In Part 2, we’re discussing some of the mistakes landlords make regarding their NNN leases. Here, we’ll discuss the difficulties of keeping track of Common Area Maintenance (CAM). CAM is frequently referred to as Operating Expenses or Additional Expenses. And, here, we’ll discuss the consequences of failing to keep up with them.
Operating Expenses Must Be Specified in the Lease
If a landlord is going to charge tenants for operating expenses, then they must specify those expenses in the lease. Some leases will group these expenses into a single category of operating expenses, taxes, and insurance. While other leases may list operating expenses such as “elevator maintenance,” “window washing,” “security system,” and more. This could be a very long list of potential expenses! And, each expense on that list is subject to change at different rates from one another.
It can be difficult to keep track of all eligible expenses and calculate each tenant’s NNN accordingly. However, it’s in the landlord’s interest to complete the work of creating this list and abiding by it. Transparency is important. If a tenant is charged for something and they don’t believe they are responsible, they could dispute the charge.
Operating Expenses Will Change Over Time
Unfortunately, it is all too common for landlords to have issues keeping tabs on NNN lease operating expenses. As assets are added to a portfolio, this becomes an even greater challenge. And, it’s very common for operating expenses to change and shift over time.

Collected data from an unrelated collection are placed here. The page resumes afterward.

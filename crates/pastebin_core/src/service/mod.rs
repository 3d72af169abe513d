//! Domain services: one per entity type, sharing one storage context.

/// Identifier and hash generation.
pub mod ids;
/// Paste creation, lookup, and expiry.
pub mod paste;
/// Short URL registration and resolution.
pub mod short_url;
/// View statistics.
pub mod stats;
/// User records.
pub mod user;
mod views;

#[cfg(test)]
mod tests;

pub use ids::IdGenerator;
pub use paste::PasteService;
pub use short_url::ShortUrlService;
pub use stats::StatsService;
pub use user::UserService;

use crate::audit::ChangeLogger;
use crate::db::Storage;
use std::sync::Arc;

/// All services wired to the same storage and audit logger.
#[derive(Clone)]
pub struct Services {
    pub pastes: PasteService,
    pub users: UserService,
    pub stats: StatsService,
    pub short_urls: ShortUrlService,
}

impl Services {
    pub fn new(storage: Storage, logger: Arc<dyn ChangeLogger>) -> Self {
        let ids = Arc::new(IdGenerator::new());
        let stats = StatsService::new(storage.clone(), logger.clone(), ids.clone());
        let short_urls = ShortUrlService::new(storage.clone(), logger.clone());
        let users = UserService::new(storage.clone(), logger.clone());
        let pastes = PasteService::new(storage, logger, ids, stats.clone(), short_urls.clone());
        Self {
            pastes,
            users,
            stats,
            short_urls,
        }
    }
}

Not only does a landlord have to keep tabs on the changes in operating expenses and try to manage against the budget, but they also need to notify the tenant of the operating expense rate change following an annual reconciliation. In most cases, landlords must notify tenants by a specific date to make changes to the additional expenses.
Special Offer from our Sponsored Link Above
If the landlord fails to notify the tenant of the operating expenses increase, and then the tenant doesn’t change their payment, it is the landlord the must carry the financial burden. This looks poorly on the landlord, who must explain this to lenders. And then, at reconciliation for that year, the tenant is notified of any additional funds they must put in to cover the expense shortage. This situation is bad on two counts. First, the landlord must use their cash to cover the additional operating expenses for their tenants. Second, the tenant could be in for a surprise when they have to come up with a lump sum to cover the underpayment of expenses.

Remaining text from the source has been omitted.